Figure 4. Doing okay or living comfortably financially (by year and parental status). Report on the Economic Well-Being of U.S. Households in 2024 - May 2025.

🧾Law & Policy: Why the System Feels So Fragile

Much of our instability is baked into policy design.

  • Health insurance is still largely tied to employment, making job loss a risk to physical and mental health

  • Unemployment benefits are often insufficient, difficult to access, or time-limited

  • Workplace protections rarely account for caregiving, disability, or mental health realities

  • Entrepreneurship is celebrated rhetorically, but poorly supported structurally

The result? Workers absorb risk that institutions and employers are unwilling to hold. But we can design better systems, starting with establishing shared values that healthcare is a human right, workers deserve a living wage, everyone should have the opportunity to find employment that fits who they are, and that flexibility is necessary to ensure that workers with a variety of backgrounds, experiences, and conditions are supported.

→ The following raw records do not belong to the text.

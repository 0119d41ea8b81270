//! Preconfirmation consensus core
//!
//! Architecture:
//! - The lookahead schedule says who may sign commitments for each window
//! - The chain state tracker holds the tentative head and applied history
//! - The commitment verifier applies signed commitments to the tracker
//! - The reorg reconciler replays blocks whose L1 anchors were invalidated
//! - The equivocation classifier judges preconfed against L1-settled records
//! - The fair-exchange overseer blacklists withholding operators
//! - The chain driver serializes all of the above into one application queue

pub mod classifier;
pub mod driver;
pub mod engine;
pub mod gossip;
pub mod lookahead;
pub mod overseer;
pub mod reorg;
pub mod tracker;
pub mod verifier;

pub use classifier::{classify, BeaconFactSource, EvidenceLog, FaultMonitor, RecordSource, SettledRecords};
pub use driver::{unix_now, ChainDriver, CommitmentSender, ReorgSender};
pub use engine::{EngineError, ExecutionEngine};
pub use gossip::{GossipClient, GossipServer};
pub use lookahead::{FallbackPolicy, Lookahead, LookaheadProvider, SlotTiming, WhitelistEntry};
pub use overseer::{Overseer, OverseerConfig};
pub use reorg::{AnchorSource, ReconcileOutcome, ReorgReconciler, RetryPolicy};
pub use tracker::{AppliedBlock, ChainStateTracker, TrackerSnapshot};
pub use verifier::{Accepted, CommitmentVerifier, InapplicableCommitment, VerifierConfig, VerifierState};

Actions You Can Take: What Can Change

🧠Individual

  • Acknowledge the grief and stress of job loss. It’s real, even when the decision is voluntary. You don't have to solution your way out of your feelings.

  • Separate self-worth from employment status by making sure you have other hobbies and activities and a robust support system (friends, family, found family).

  • Seek community support. Isolation makes instability heavier.

🏢Organizational

  • Create a culture that values people by recognizing the realities of life (like being a caregiver or having a disability) and designing inclusive workplaces.

  • Ensure your employees are paid a living wage.

  • Increase employee engagement by offering meaningful perks that support employee wellbeing - including economic wellbeing.

🌍Systemic

  • Expand access to affordable healthcare regardless of employment.

  • Strengthen unemployment protections and income supports.

  • Treat economic stability as a public health priority, for example, by investing in skills development and pipeline programs and making education more accessible.

Closing Reflection

Work is a cornerstone of stability. But for many people, work is the source of instability.

If we want healthier individuals, families, and communities, we must stop pretending that employment alone is protection. Economic security is health infrastructure. And until we design systems that honor that truth, boundaries will remain one of the few tools workers have to protect themselves.